> _Description of the task_
Your response should be every line from the entries that includes the string "standard".

Records excerpted from a collection
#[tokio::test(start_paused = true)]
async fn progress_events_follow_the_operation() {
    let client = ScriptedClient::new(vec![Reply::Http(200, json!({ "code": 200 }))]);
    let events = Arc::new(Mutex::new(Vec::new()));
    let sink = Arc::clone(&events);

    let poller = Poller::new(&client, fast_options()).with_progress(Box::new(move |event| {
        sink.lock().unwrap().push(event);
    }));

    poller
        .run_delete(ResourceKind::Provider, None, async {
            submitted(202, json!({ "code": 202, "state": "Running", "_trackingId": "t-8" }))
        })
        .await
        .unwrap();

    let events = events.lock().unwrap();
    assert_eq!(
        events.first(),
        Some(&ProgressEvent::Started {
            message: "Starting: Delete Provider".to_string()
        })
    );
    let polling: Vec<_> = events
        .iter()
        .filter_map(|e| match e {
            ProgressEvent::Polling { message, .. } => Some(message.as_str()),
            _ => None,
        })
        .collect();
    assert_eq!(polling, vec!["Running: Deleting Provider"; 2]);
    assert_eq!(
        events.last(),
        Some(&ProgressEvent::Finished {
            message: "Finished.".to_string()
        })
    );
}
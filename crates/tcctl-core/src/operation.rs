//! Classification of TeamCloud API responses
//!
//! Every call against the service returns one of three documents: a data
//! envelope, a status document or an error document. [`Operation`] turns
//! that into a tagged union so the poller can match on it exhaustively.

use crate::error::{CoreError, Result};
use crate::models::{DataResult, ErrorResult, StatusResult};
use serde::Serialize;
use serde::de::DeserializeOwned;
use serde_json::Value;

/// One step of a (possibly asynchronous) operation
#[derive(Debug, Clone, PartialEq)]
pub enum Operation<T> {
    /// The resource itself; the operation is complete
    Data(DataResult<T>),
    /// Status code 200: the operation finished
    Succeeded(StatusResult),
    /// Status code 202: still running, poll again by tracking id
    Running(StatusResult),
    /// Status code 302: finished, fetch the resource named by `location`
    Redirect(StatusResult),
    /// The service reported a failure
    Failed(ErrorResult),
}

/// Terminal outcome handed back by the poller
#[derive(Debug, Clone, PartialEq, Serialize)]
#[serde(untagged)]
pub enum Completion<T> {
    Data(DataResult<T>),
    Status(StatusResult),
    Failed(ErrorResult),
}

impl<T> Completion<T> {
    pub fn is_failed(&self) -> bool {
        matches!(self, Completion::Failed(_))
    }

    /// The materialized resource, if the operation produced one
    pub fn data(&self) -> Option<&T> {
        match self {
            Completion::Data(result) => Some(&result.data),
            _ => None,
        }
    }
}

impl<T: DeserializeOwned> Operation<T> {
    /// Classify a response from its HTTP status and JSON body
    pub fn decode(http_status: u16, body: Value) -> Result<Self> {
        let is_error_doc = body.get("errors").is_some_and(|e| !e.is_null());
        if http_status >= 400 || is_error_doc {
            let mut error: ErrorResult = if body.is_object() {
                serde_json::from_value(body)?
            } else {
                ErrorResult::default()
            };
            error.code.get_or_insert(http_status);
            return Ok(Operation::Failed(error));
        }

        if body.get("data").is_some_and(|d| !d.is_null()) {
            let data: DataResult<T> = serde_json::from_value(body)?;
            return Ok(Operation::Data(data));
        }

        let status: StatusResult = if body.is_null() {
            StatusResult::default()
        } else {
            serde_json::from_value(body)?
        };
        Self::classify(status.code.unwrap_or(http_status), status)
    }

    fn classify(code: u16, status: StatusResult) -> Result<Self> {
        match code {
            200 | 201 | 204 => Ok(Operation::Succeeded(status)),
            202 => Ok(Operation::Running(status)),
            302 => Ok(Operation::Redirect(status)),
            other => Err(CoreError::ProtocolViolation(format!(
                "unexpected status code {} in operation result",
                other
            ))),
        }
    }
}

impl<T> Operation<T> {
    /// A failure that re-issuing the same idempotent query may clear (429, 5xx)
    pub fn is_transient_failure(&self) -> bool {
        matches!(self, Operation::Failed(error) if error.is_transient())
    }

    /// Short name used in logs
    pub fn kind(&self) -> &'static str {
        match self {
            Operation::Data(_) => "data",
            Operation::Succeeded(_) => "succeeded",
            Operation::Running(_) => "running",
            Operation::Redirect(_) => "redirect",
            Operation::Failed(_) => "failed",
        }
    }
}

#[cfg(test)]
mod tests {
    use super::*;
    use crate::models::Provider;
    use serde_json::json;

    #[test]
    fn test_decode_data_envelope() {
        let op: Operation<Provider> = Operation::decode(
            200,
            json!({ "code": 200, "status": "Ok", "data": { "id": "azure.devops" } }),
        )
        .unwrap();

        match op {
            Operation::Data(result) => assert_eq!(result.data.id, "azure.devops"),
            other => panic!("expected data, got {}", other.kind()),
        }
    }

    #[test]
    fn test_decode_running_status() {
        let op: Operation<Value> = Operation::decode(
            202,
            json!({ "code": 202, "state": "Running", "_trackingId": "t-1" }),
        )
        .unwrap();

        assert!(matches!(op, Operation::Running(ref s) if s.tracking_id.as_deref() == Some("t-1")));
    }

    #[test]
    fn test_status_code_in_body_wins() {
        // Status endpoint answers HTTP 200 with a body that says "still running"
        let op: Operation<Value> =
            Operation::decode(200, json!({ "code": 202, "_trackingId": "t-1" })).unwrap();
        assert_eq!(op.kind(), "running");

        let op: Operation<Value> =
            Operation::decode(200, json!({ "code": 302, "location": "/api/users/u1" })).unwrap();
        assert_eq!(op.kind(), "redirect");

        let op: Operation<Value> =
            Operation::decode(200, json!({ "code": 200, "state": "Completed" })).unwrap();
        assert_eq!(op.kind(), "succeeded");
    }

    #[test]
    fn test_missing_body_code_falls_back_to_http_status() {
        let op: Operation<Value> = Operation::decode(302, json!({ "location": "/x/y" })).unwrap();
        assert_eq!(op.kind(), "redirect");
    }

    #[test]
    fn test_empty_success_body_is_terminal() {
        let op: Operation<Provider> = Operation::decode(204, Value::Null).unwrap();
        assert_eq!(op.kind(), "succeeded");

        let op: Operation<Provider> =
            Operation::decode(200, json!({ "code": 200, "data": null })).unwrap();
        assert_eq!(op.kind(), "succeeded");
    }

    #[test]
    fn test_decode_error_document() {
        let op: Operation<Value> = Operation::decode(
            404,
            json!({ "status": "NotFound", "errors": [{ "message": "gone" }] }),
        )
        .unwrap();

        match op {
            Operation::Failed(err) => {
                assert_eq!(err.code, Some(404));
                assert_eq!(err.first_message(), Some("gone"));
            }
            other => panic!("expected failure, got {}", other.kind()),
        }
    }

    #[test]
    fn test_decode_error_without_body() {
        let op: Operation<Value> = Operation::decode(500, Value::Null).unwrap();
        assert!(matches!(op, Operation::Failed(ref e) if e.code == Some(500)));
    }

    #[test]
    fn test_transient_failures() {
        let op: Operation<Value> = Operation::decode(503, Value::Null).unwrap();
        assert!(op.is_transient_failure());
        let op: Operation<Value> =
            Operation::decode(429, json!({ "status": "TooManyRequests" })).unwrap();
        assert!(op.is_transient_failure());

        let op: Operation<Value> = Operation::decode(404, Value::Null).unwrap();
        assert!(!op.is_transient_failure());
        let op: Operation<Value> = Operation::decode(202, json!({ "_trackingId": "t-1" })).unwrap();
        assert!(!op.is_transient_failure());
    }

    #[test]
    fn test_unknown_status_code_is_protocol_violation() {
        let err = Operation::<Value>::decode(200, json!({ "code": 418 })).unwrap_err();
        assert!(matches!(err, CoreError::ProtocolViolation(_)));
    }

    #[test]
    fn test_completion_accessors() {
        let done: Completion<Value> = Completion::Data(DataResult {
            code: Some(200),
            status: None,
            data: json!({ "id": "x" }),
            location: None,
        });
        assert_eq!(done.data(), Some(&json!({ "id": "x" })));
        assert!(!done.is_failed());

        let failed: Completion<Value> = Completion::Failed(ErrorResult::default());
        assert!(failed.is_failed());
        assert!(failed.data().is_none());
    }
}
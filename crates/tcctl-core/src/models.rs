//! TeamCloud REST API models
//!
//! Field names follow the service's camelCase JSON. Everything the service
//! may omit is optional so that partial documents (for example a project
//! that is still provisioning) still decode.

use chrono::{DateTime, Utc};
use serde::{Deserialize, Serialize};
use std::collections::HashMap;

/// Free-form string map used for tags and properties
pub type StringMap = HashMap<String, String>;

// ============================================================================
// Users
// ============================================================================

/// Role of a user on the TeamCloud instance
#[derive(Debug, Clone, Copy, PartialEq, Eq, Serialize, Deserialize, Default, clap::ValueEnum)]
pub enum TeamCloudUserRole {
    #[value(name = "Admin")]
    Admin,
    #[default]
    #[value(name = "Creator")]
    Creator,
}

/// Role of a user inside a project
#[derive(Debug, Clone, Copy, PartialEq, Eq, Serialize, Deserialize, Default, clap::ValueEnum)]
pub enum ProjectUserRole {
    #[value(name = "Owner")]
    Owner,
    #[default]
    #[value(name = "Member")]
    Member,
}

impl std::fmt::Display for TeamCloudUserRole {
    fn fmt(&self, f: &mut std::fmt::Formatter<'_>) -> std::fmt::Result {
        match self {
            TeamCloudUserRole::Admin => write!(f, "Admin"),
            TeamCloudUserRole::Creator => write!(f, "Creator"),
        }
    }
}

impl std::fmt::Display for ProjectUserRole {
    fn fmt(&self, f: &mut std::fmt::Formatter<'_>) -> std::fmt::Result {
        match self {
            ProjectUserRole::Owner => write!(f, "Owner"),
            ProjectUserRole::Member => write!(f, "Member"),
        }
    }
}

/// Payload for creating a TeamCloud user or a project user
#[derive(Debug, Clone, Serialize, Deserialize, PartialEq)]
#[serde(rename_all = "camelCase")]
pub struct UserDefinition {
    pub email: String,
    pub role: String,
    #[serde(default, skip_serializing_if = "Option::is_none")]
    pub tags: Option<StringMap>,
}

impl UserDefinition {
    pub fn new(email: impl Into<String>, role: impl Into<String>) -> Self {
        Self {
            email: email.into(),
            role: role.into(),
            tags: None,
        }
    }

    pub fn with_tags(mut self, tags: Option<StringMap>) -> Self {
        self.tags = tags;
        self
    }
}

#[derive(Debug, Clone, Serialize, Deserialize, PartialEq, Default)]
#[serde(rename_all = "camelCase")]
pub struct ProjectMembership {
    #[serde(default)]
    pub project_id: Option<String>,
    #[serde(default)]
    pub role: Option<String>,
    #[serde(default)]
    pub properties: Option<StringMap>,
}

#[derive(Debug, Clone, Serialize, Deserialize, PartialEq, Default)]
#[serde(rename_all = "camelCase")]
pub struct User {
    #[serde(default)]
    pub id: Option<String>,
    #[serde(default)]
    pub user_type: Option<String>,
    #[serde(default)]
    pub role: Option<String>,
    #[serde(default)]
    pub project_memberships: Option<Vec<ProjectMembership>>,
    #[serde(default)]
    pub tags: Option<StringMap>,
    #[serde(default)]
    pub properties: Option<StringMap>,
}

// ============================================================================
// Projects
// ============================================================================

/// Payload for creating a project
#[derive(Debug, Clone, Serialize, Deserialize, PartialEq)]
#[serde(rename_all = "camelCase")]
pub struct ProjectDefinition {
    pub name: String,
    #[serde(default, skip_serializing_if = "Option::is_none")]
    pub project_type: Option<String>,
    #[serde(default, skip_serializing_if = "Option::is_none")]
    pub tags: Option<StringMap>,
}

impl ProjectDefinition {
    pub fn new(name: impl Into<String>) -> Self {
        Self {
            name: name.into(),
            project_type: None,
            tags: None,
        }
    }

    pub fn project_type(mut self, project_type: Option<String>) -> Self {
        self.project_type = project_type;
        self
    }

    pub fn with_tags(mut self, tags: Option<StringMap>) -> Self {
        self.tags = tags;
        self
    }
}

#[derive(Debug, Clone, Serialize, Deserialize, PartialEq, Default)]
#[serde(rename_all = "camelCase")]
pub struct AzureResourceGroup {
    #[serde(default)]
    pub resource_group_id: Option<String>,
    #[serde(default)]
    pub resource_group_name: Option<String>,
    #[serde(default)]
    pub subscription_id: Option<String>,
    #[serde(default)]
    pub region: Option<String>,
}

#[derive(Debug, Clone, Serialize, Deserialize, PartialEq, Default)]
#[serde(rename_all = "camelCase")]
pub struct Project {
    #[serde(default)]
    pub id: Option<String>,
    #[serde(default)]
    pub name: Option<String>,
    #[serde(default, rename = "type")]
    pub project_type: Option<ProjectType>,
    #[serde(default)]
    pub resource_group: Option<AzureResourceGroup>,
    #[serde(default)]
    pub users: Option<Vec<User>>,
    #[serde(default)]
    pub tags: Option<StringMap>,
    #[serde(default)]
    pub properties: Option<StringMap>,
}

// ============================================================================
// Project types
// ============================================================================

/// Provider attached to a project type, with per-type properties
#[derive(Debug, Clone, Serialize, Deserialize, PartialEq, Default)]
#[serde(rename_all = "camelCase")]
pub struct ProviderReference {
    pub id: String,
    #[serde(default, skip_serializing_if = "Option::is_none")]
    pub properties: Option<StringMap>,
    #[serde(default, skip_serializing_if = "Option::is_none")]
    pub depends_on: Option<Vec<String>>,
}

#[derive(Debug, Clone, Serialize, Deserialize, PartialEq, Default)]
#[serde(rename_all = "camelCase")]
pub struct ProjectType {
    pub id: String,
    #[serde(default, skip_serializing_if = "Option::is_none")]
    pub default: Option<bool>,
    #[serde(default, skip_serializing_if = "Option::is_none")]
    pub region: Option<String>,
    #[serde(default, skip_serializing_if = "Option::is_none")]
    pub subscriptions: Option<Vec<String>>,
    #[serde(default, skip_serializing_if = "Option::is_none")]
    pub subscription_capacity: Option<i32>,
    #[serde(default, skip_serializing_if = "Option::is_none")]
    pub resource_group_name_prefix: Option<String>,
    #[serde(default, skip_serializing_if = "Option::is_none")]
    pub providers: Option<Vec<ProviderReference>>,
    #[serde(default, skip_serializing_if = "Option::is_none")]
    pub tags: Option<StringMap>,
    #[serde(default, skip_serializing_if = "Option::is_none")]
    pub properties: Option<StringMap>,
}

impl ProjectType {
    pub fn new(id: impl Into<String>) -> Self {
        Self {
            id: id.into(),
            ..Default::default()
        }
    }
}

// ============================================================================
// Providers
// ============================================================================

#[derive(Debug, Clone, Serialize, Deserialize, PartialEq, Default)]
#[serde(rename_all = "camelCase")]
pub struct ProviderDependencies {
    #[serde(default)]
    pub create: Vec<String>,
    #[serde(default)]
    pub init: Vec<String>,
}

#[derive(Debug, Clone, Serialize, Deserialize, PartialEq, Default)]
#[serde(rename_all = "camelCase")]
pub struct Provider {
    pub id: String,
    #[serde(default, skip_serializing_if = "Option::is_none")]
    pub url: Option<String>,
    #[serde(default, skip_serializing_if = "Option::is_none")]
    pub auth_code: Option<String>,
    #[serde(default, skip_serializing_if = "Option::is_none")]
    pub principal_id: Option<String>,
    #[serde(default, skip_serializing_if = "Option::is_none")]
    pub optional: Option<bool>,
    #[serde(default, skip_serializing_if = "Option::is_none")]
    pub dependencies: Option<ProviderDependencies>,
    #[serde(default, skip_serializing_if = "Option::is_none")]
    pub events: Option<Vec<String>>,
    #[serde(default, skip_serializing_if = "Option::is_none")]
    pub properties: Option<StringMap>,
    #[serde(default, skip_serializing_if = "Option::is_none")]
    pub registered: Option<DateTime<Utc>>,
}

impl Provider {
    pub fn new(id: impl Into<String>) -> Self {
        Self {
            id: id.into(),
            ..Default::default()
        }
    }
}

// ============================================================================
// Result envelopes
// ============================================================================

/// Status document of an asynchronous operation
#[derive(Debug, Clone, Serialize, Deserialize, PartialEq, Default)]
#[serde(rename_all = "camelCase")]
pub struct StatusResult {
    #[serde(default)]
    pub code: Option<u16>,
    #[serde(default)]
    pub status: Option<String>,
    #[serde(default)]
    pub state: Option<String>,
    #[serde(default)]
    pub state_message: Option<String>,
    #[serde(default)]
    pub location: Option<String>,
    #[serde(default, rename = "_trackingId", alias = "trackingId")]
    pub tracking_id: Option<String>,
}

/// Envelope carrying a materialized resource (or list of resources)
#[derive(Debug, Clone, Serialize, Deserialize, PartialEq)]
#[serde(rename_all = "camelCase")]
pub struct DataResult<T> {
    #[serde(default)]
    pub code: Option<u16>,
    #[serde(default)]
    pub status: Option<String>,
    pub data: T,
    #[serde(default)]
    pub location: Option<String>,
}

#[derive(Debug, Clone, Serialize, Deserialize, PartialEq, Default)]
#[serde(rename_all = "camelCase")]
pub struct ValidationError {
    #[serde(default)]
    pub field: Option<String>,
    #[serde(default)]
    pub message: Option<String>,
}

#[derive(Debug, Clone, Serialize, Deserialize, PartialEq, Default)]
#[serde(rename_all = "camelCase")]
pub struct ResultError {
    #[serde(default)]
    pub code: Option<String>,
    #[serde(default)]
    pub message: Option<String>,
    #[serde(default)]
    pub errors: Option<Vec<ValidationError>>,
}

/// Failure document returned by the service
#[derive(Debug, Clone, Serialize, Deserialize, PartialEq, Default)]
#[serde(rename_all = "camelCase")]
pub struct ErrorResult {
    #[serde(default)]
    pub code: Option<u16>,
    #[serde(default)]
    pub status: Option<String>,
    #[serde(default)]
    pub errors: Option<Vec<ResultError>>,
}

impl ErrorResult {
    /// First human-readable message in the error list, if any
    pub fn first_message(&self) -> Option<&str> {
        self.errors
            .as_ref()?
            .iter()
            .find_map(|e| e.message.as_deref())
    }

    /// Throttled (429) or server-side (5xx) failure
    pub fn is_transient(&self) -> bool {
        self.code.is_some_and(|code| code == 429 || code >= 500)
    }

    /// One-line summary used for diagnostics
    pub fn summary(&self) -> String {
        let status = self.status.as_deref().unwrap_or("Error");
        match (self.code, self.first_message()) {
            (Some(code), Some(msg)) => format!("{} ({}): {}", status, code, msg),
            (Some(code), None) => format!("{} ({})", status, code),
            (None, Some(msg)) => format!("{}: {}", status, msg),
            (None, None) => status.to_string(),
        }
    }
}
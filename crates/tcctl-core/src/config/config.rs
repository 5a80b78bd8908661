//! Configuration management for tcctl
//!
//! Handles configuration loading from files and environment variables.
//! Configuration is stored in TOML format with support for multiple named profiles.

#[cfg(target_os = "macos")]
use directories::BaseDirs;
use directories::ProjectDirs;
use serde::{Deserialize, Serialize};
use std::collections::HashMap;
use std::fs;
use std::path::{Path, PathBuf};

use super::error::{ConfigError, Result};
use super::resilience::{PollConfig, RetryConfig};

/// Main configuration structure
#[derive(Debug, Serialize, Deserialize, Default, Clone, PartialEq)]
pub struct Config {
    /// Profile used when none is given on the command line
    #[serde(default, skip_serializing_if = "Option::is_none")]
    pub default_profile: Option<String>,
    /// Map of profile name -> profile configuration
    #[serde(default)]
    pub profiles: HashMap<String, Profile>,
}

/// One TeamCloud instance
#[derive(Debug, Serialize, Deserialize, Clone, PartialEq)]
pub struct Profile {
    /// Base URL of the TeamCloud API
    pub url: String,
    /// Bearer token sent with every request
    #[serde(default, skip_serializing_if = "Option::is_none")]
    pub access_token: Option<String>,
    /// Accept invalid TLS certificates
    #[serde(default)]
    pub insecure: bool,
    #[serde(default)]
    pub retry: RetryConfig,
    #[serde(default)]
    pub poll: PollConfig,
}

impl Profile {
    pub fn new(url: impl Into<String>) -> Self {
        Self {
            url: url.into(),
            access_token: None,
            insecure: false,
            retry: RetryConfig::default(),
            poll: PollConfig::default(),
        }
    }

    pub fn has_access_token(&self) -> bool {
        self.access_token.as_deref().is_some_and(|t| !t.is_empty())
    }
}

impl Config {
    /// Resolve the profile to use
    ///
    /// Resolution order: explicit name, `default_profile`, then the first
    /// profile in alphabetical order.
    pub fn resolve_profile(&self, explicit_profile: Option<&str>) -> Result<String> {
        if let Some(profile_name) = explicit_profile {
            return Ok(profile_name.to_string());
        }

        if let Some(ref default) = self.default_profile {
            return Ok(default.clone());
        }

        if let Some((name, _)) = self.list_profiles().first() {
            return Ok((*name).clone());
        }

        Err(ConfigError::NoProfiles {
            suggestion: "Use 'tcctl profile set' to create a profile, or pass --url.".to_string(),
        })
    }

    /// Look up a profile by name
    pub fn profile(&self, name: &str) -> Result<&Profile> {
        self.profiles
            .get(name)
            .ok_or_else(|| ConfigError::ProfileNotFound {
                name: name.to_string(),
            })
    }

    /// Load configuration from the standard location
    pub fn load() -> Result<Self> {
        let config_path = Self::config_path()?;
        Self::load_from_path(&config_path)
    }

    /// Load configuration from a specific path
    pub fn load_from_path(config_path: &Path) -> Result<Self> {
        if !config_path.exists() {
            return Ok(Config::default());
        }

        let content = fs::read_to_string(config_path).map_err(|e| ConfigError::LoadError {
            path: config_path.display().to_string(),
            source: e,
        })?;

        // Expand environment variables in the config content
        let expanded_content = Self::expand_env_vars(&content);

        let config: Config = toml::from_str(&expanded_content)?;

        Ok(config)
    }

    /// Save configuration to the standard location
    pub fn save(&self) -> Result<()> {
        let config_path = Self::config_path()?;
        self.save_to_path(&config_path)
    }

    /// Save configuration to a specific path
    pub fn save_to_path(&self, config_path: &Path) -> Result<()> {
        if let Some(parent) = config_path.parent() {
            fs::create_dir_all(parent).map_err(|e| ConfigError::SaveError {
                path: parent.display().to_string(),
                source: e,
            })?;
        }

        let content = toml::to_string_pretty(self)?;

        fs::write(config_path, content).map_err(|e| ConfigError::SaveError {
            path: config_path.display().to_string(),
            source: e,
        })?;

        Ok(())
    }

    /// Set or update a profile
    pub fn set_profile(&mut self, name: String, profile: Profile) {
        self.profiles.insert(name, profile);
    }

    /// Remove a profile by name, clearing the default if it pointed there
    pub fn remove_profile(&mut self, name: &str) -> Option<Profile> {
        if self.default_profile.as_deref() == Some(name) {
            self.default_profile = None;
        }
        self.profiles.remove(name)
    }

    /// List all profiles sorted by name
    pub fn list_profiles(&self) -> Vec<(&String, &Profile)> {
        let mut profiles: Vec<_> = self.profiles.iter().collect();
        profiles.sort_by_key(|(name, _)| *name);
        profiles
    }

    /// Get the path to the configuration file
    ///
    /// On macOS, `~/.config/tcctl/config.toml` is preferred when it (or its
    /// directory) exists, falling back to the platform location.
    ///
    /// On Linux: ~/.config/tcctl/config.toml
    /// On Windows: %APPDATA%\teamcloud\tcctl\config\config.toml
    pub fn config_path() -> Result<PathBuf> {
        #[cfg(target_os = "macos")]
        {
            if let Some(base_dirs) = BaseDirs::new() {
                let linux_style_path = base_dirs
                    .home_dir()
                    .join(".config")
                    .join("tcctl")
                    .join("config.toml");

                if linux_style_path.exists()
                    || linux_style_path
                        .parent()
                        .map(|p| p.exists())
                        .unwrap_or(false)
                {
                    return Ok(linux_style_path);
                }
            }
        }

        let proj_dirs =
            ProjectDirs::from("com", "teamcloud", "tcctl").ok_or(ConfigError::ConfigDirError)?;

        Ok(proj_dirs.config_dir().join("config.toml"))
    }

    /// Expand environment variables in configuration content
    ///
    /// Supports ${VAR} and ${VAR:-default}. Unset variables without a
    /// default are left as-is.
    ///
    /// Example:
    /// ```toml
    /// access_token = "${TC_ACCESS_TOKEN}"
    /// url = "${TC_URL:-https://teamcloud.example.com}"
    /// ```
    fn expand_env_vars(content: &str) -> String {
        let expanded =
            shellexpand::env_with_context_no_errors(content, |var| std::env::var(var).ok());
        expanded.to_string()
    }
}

> _Solution to the problem_
    /// Load configuration from the standard location
    /// Save configuration to the standard location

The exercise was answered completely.